23 Sept 2007

Moving Forward

My novel in my mind and on paper is moving forwards. I am really keen to get a first draft done of this novel, and then start rewriting. I am reading The Dirty Beat, by Venero Armanno. A great book full of beauty, empathy and strong characters.

There is something mysterious in art, a piece of work that takes people to a different place, like the Heart of Darkness did to me when I was a teenager, transported me, mesmerised me, and like the Snows of Kilamanjaro did to me at university and the Unbearable Lightness of Being, Cry the Beloved Country and many other books. They draw you in and change you. They affect you and remain with you for the rest of your life. Well that's what good books do to me, profound books. Not just a book that is enjoyable but ones that affect you for the rest of your life.

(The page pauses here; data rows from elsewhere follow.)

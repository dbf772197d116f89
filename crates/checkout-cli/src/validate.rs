//! # Validate Subcommand
//!
//! Types the given values into a fresh form and prints the resulting
//! validation report.

use anyhow::{Context, Result};
use clap::{Args, ValueEnum};
use serde::Serialize;

use checkout_core::{FieldError, FieldName};
use checkout_form::{CheckoutForm, CheckoutProps, FieldModel, FormConfig};

use crate::fields::FieldArgs;
use crate::EXIT_INVALID;

/// Report encoding.
#[derive(ValueEnum, Debug, Clone, Copy, PartialEq, Eq, Default)]
pub enum OutputFormat {
    /// Pretty-printed JSON.
    #[default]
    Json,
    /// One line per field.
    Text,
}

/// Arguments for `checkout validate`.
#[derive(Args, Debug)]
pub struct ValidateArgs {
    #[command(flatten)]
    pub fields: FieldArgs,

    /// Output format.
    #[arg(long, value_enum, default_value_t = OutputFormat::Json)]
    pub format: OutputFormat,
}

/// Machine-readable validation report.
#[derive(Debug, Serialize)]
pub struct ValidationReport {
    pub valid: bool,
    pub values: FieldModel,
    pub errors: Vec<FieldReport>,
}

/// Errors of one field.
#[derive(Debug, Serialize)]
pub struct FieldReport {
    pub field: FieldName,
    pub errors: Vec<FieldError>,
}

impl ValidationReport {
    /// Report on the current state of `form`.
    pub fn of(form: &CheckoutForm) -> Self {
        let validation = form.validation();
        let errors = validation
            .invalid_fields()
            .into_iter()
            .map(|field| FieldReport {
                field,
                errors: validation.errors(field).to_vec(),
            })
            .collect();
        Self {
            valid: validation.is_valid(),
            values: form.model().clone(),
            errors,
        }
    }

    fn to_text(&self) -> String {
        let mut out = String::new();
        for field in FieldName::ALL {
            let status = match self.errors.iter().find(|r| r.field == field) {
                Some(report) => report
                    .errors
                    .iter()
                    .map(|e| e.message.as_str())
                    .collect::<Vec<_>>()
                    .join(", "),
                None => "ok".to_string(),
            };
            out.push_str(&format!("{:<12} {status}\n", field.as_str()));
        }
        out.push_str(if self.valid { "VALID" } else { "INVALID" });
        out
    }
}

/// Build a form from `config`, type the field flags into it and report.
pub fn build_report(args: &ValidateArgs, config: &FormConfig) -> ValidationReport {
    let mut form = CheckoutForm::with_config(CheckoutProps::from_config(config, |_| {}), config);
    args.fields.apply(&mut form);
    ValidationReport::of(&form)
}

/// Execute `checkout validate`.
pub fn run_validate(args: &ValidateArgs, config: &FormConfig) -> Result<u8> {
    let report = build_report(args, config);
    tracing::debug!(valid = report.valid, invalid = report.errors.len(), "validated");

    match args.format {
        OutputFormat::Json => {
            let json = serde_json::to_string_pretty(&report)
                .context("failed to serialize validation report")?;
            println!("{json}");
        }
        OutputFormat::Text => println!("{}", report.to_text()),
    }

    Ok(if report.valid { 0 } else { EXIT_INVALID })
}
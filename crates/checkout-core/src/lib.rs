//! # checkout-core — Foundational Types for the Checkout Form
//!
//! The leaf of the workspace DAG. Defines the vocabulary every other crate
//! speaks: which fields the form has, which card brands exist, which
//! validation failures a field can report, and the payload handed to the
//! host on a successful submit.
//!
//! ## Key Design Principles
//!
//! 1. **Closed enums, no string keys.** `FieldName`, `CardBrand` and
//!    `FieldErrorKind` are exhaustive enums. Adding a field or an error kind
//!    forces every `match` in the workspace to handle it.
//!
//! 2. **Validation failures are values.** A `FieldError` is data rendered
//!    beneath an input, never an `Err` propagated to the host.
//!
//! 3. **Raw strings at the boundary.** `CheckoutValues` carries exactly what
//!    the user sees in the inputs, not parsed numbers or dates.
//!
//! ## Crate Policy
//!
//! - No dependencies on other `checkout-*` crates.
//! - No `unsafe` code.
//! - No `panic!()` or `.unwrap()` outside tests.

pub mod brand;
pub mod error;
pub mod field;
pub mod values;
pub mod violation;

// Re-export primary types for ergonomic imports.
pub use brand::CardBrand;
pub use error::CheckoutError;
pub use field::FieldName;
pub use values::CheckoutValues;
pub use violation::{FieldError, FieldErrorKind};
//! # Form Configuration
//!
//! Deployment knobs for the checkout form, loadable from YAML:
//!
//! ```yaml
//! allowed_brands: [visa, mastercard]
//! submit_text: Pay now
//! cvv_length: 3
//! ```
//!
//! Every key is optional; omitted keys take the defaults shown above
//! (`submit_text` defaults to `Submit`).

use std::path::{Path, PathBuf};

use serde::{Deserialize, Serialize};
use thiserror::Error;

use checkout_core::CardBrand;

/// Error loading or validating a [`FormConfig`].
#[derive(Error, Debug)]
pub enum ConfigError {
    /// The config file could not be read.
    #[error("cannot read config {path}: {source}")]
    Io {
        /// File that failed to load.
        path: PathBuf,
        /// Underlying IO error.
        source: std::io::Error,
    },

    /// The YAML is malformed or names an unknown key or brand.
    #[error("invalid config: {0}")]
    Parse(#[from] serde_yaml::Error),

    /// The YAML parsed but its values are unusable.
    #[error("invalid config: {0}")]
    Invalid(String),
}

/// Checkout form configuration.
#[derive(Debug, Clone, PartialEq, Eq, Serialize, Deserialize)]
#[serde(default, deny_unknown_fields)]
pub struct FormConfig {
    /// Brands the card number may belong to, in icon order.
    pub allowed_brands: Vec<CardBrand>,
    /// Label of the submit button.
    pub submit_text: String,
    /// Exact number of characters the CVV must have.
    pub cvv_length: usize,
}

impl Default for FormConfig {
    fn default() -> Self {
        Self {
            allowed_brands: CardBrand::DEFAULT_ACCEPTED.to_vec(),
            submit_text: "Submit".to_string(),
            cvv_length: 3,
        }
    }
}

impl FormConfig {
    /// Parse and validate a YAML document.
    pub fn from_yaml_str(yaml: &str) -> Result<Self, ConfigError> {
        let config: Self = serde_yaml::from_str(yaml)?;
        config.validate()?;
        Ok(config)
    }

    /// Read, parse and validate a YAML file.
    pub fn load(path: &Path) -> Result<Self, ConfigError> {
        let yaml = std::fs::read_to_string(path).map_err(|source| ConfigError::Io {
            path: path.to_path_buf(),
            source,
        })?;
        Self::from_yaml_str(&yaml)
    }

    /// Reject configurations no card could satisfy.
    pub fn validate(&self) -> Result<(), ConfigError> {
        if self.allowed_brands.is_empty() {
            return Err(ConfigError::Invalid(
                "allowed_brands must name at least one brand".to_string(),
            ));
        }
        if let Some((i, brand)) = self
            .allowed_brands
            .iter()
            .enumerate()
            .find(|(i, brand)| self.allowed_brands[..*i].contains(*brand))
        {
            return Err(ConfigError::Invalid(format!(
                "allowed_brands lists {brand} more than once (entry {})",
                i + 1
            )));
        }
        if !(3..=4).contains(&self.cvv_length) {
            return Err(ConfigError::Invalid(format!(
                "cvv_length must be 3 or 4, got {}",
                self.cvv_length
            )));
        }
        Ok(())
    }

    /// The message shown when a valid card has a brand outside
    /// `allowed_brands`.
    pub fn unsupported_brand_message(&self) -> String {
        let mut allowed = self.allowed_brands.clone();
        allowed.sort();
        allowed.dedup();
        if allowed == [CardBrand::Visa, CardBrand::Mastercard] {
            return "Must be Visa / Master card type".to_string();
        }
        let names: Vec<&str> = self
            .allowed_brands
            .iter()
            .map(CardBrand::display_name)
            .collect();
        format!("Must be {} card type", names.join(" / "))
    }

    /// The message shown when the CVV length is wrong.
    pub fn wrong_length_message(&self) -> String {
        format!("Maximum {} digits", self.cvv_length)
    }
}

#[cfg(test)]
mod tests {
    use super::*;
    use std::io::Write;

    #[test]
    fn defaults() {
        let config = FormConfig::default();
        assert_eq!(config.allowed_brands, vec![CardBrand::Visa, CardBrand::Mastercard]);
        assert_eq!(config.submit_text, "Submit");
        assert_eq!(config.cvv_length, 3);
        assert!(config.validate().is_ok());
    }

    #[test]
    fn partial_yaml_keeps_defaults() {
        let config = FormConfig::from_yaml_str("submit_text: Pay now\n").unwrap();
        assert_eq!(config.submit_text, "Pay now");
        assert_eq!(config.allowed_brands, CardBrand::DEFAULT_ACCEPTED.to_vec());
    }

    #[test]
    fn unknown_brand_rejected() {
        let err = FormConfig::from_yaml_str("allowed_brands: [visa, paypal]\n").unwrap_err();
        assert!(matches!(err, ConfigError::Parse(_)));
    }

    #[test]
    fn unknown_key_rejected() {
        let err = FormConfig::from_yaml_str("currency: EUR\n").unwrap_err();
        assert!(matches!(err, ConfigError::Parse(_)));
    }

    #[test]
    fn empty_brand_list_rejected() {
        let err = FormConfig::from_yaml_str("allowed_brands: []\n").unwrap_err();
        assert!(matches!(err, ConfigError::Invalid(_)));
    }

    #[test]
    fn duplicate_brand_rejected() {
        let err = FormConfig::from_yaml_str("allowed_brands: [visa, visa]\n").unwrap_err();
        let ConfigError::Invalid(message) = err else {
            panic!("expected Invalid, got {err:?}");
        };
        assert!(message.contains("visa"), "{message}");

        let config = FormConfig {
            allowed_brands: vec![CardBrand::Visa, CardBrand::Amex, CardBrand::Visa],
            ..FormConfig::default()
        };
        assert!(matches!(config.validate(), Err(ConfigError::Invalid(_))));
    }

    #[test]
    fn cvv_length_bounds() {
        assert!(FormConfig::from_yaml_str("cvv_length: 4\n").is_ok());
        assert!(matches!(
            FormConfig::from_yaml_str("cvv_length: 5\n").unwrap_err(),
            ConfigError::Invalid(_)
        ));
    }

    #[test]
    fn brand_messages() {
        assert_eq!(
            FormConfig::default().unsupported_brand_message(),
            "Must be Visa / Master card type"
        );
        let config = FormConfig {
            allowed_brands: vec![CardBrand::Mastercard, CardBrand::Visa],
            ..FormConfig::default()
        };
        assert_eq!(config.unsupported_brand_message(), "Must be Visa / Master card type");

        let config = FormConfig {
            allowed_brands: vec![CardBrand::Visa, CardBrand::Amex],
            ..FormConfig::default()
        };
        assert_eq!(
            config.unsupported_brand_message(),
            "Must be Visa / American Express card type"
        );
    }

    #[test]
    fn load_from_file() {
        let mut file = tempfile::NamedTempFile::new().unwrap();
        writeln!(file, "allowed_brands: [visa]").unwrap();
        writeln!(file, "cvv_length: 3").unwrap();
        let config = FormConfig::load(file.path()).unwrap();
        assert_eq!(config.allowed_brands, vec![CardBrand::Visa]);
    }

    #[test]
    fn load_missing_file() {
        let err = FormConfig::load(Path::new("/nonexistent/checkout.yaml")).unwrap_err();
        assert!(matches!(err, ConfigError::Io { .. }));
    }
}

Some books I enjoy their style and structure and I admire the way the novel is written but there are other books that remain forever dear to me, close to me, intimate friends. Music can be the same, intimate. I would love to create something close to this.

20 Sept 2007

Novel is moving

This morning I am so pleased and thankful that my novel is moving forward. Some great themes and plot and character developments are forming, in my head anyway. I have also decided (thanks to some of my friends in YON) that I am going to set myself a deadline of February for a complete draft of the novel. There has been a cloud over this novel for a little while now and I am grateful that it is lifting. Just keep going until the draft done and then be prepared for many revisions.

Veny said in the last YON class about how Peter Carey wrote ten versions of the Ned Kelly book in different points of view until he completed the one he was happy with. I can understand starting from scratch because sometimes it is hard to just move words around, sometimes you need to totally reconstruct the scenes and action etc. Anyway, that's sometimes how I feel.

I am just going to keep moving forwards. Work, life and doing things for other people in our lives take up a lot of our time so when the creative flow starts to move, we should hold on tight and ride it like a white water rapid, until we reach the end of river.

17 Sept 2007

Reading, writing and inspiration


Once again I have quiet for a few days. Last week was noisy, but nice. I revel in quiet in my house. In fact, I feel the need to keep working rapidly because I know this time may not last forever.

I am reading Veny's book The Dirty Beat. It is rivoting. I am half way through and I only started yesterday. It is great to read something that I can't put down, some books I find exceedingly difficult to read. I went to the book launch of The Dirty Beat the other night, that was enjoyable.

I thought I would post up a picture of the forest in my backyard - because as it is getting warmer I am going to write more of my novel from my back veranda which looks out over this beautiful forest with black cockatoos cawing and wallabies standing to attention in gaps in the foliage.

5 Sept 2007

Silence, listening, reading...

This post is going to be a little rambling, as sometimes my posts are. I have not had silence for weeks and maybe months and most people in their daily lives do not have a lot of silence. I think writers need more silent times than other people. These are the times when we are thinking, creating, dreaming and hearing the voices of our characters or seeing our characters lounging on their couches, or arguing with their partners, or crying or laughing, basically, and weirdly, they are living.

I love this quote from Kate Eltham from the QWC (I am loving what she writes on the covering letter every month, I never used to read them and now I always read her musings.) which says:

"... writers who understand. They understand that I'm staring vacantly out the window because I'm thinking about my story, and not because I am a bit funny in the head. They understand that it is normal to have conversations (out loud) with my characters when I'm driving to work. They understand because they, too, are writers." (July QWC Newsletter).

Hemingway talks about listening to Gertrude Stein rant and rave about other authors and writing, even though he didn't agree with her. He just listened anyway. Listening is a lost art, I think. People exchanging ideas and politely listening until others have finished.

An inheritance that I hate the most from television, videos, games, music, modern culture is the way we don't listen to each other anymore. It's like our attention span is zero! That is what I notice about the current situation. However, there are people who listen well and these people are less exhausting to be around. I like to hear about other people's lives and stories. We will not learn anything if we lose this art altogether. It will just be about our own opinions and views on the world and there is not exchange of relationship or ideas. There is nothing interchanged between the people in conversation unless they both listen at some point to one another.

I had a great trip to Brisbane on Monday, in which I met with my friend Jenni Messina. We chatted about writing our novels, our occasional impatience with the process and our writing styles. It was wonderful to be with another person who feels the same as me and listen to her experiences and finding they were similar to mine. This is always good.

As a side point: I was extremely chuffed by Veny's comment about my chapter from my novel that it was: "extremely evocative."